Tous les éléments introduisant la narration invitent en effet à emprunter le chemin de la fable : un héros au visage lisse et au tempérament presque unidimensionnel, des phrases à la densité rapide, un récit fulgurant où les faits sont définis par leur signification dans le déroulement de l'intrigue.
Mais nullement besoin de merveilleux pour raconter comment le déterminisme au sein de la société chinoise confisque les rêves adolescents, même les plus humbles. Sous la plume de Lao She, la société est cruelle, et la ville, Pékin, une broyeuse d'existence. «La robustesse et l'honnêteté foncière d'un campagnard» offrent peu de réconfort face aux instincts carnassiers de la ville, elles permettent de retarder tout au plus les déceptions d'adultes.

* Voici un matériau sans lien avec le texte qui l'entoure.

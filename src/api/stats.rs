//! Stats endpoints: daily series, device breakdown, top referrers.

use axum::{
    extract::{Path, Query, State},
    http::StatusCode,
    Json,
};
use serde::{Deserialize, Serialize};
use std::sync::Arc;

use super::handlers::{AppState, ErrorResponse};
use crate::analytics::models::{fill_daily_window, window_start_ts};
use crate::analytics::{DailyViews, DimensionCount};
use crate::models::Profile;
use crate::storage::Storage;

#[derive(Debug, Serialize)]
pub struct DailyStatsResponse {
    pub series: Vec<DailyViews>,
}

#[derive(Debug, Serialize)]
pub struct BreakdownResponse {
    pub breakdown: Vec<DimensionCount>,
}

#[derive(Debug, Deserialize)]
pub struct ReferrerQuery {
    #[serde(default = "default_referrer_limit")]
    pub limit: i64,
}

fn default_referrer_limit() -> i64 {
    10
}

async fn profile_or_404(
    storage: &dyn Storage,
    slug: &str,
) -> Result<Profile, (StatusCode, Json<ErrorResponse>)> {
    match storage.get_profile(slug).await {
        Ok(Some(profile)) => Ok(profile),
        Ok(None) => Err((
            StatusCode::NOT_FOUND,
            Json(ErrorResponse {
                error: "Profile not found".to_string(),
            }),
        )),
        Err(e) => Err((
            StatusCode::INTERNAL_SERVER_ERROR,
            Json(ErrorResponse {
                error: e.to_string(),
            }),
        )),
    }
}

/// Views per calendar day over the trailing 30-day window, zero-filled.
pub async fn daily_views(
    State(state): State<Arc<AppState>>,
    Path(slug): Path<String>,
) -> Result<Json<DailyStatsResponse>, (StatusCode, Json<ErrorResponse>)> {
    let profile = profile_or_404(state.storage.as_ref(), &slug).await?;

    let end_day = chrono::Utc::now().date_naive();
    let rows = state
        .storage
        .views_per_day(profile.id, window_start_ts(end_day))
        .await
        .map_err(|e| {
            tracing::error!(error = %e, "failed to query daily views");
            (
                StatusCode::INTERNAL_SERVER_ERROR,
                Json(ErrorResponse {
                    error: "failed to retrieve stats".to_string(),
                }),
            )
        })?;

    Ok(Json(DailyStatsResponse {
        series: fill_daily_window(&rows, end_day),
    }))
}

pub async fn device_breakdown(
    State(state): State<Arc<AppState>>,
    Path(slug): Path<String>,
) -> Result<Json<BreakdownResponse>, (StatusCode, Json<ErrorResponse>)> {
    let profile = profile_or_404(state.storage.as_ref(), &slug).await?;

    match state.storage.device_breakdown(profile.id).await {
        Ok(breakdown) => Ok(Json(BreakdownResponse { breakdown })),
        Err(e) => {
            tracing::error!(error = %e, "failed to query device breakdown");
            Err((
                StatusCode::INTERNAL_SERVER_ERROR,
                Json(ErrorResponse {
                    error: "failed to retrieve stats".to_string(),
                }),
            ))
        }
    }
}

pub async fn top_referrers(
    State(state): State<Arc<AppState>>,
    Path(slug): Path<String>,
    Query(query): Query<ReferrerQuery>,
) -> Result<Json<BreakdownResponse>, (StatusCode, Json<ErrorResponse>)> {
    let profile = profile_or_404(state.storage.as_ref(), &slug).await?;
    let limit = query.limit.clamp(1, 100);

    match state.storage.top_referrers(profile.id, limit).await {
        Ok(breakdown) => Ok(Json(BreakdownResponse { breakdown })),
        Err(e) => {
            tracing::error!(error = %e, "failed to query top referrers");
            Err((
                StatusCode::INTERNAL_SERVER_ERROR,
                Json(ErrorResponse {
                    error: "failed to retrieve stats".to_string(),
                }),
            ))
        }
    }
}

L'abnégation dont fait preuve Siang-Tse ne trouve pas plus de grâce aux yeux de l'auteur chinois qui avec des mots durs y voit l'autre cause de ses échecs récurrents. Bien que la préface défende le roman de toute vision politique, Lao She n'hésite pas à dénoncer frontalement l'individualisme du jeune homme qui, dans sa volonté de s'en sortir uniquement par ses propres moyens, précipite les catastrophes.
Et pourtant, c'est ce qui fait de Siang-Tse un véritable héros de littérature, son obstination à défier l'ordre social en essayant de maintenir sa petite vie debout est admirable. Si l'auteur dans sa volonté de témoigner et non de séduire propose une peinture réaliste saisissante_les descriptions même les plus prosaïques sont captivantes_, les immenses sacrifices consentis par notre jeune tireur pour parvenir à ses fins le rendent attachant. Et ce, malgré son caractère bougon et les désillusions qui s'abattent sur lui.
Très bon moment de lecture.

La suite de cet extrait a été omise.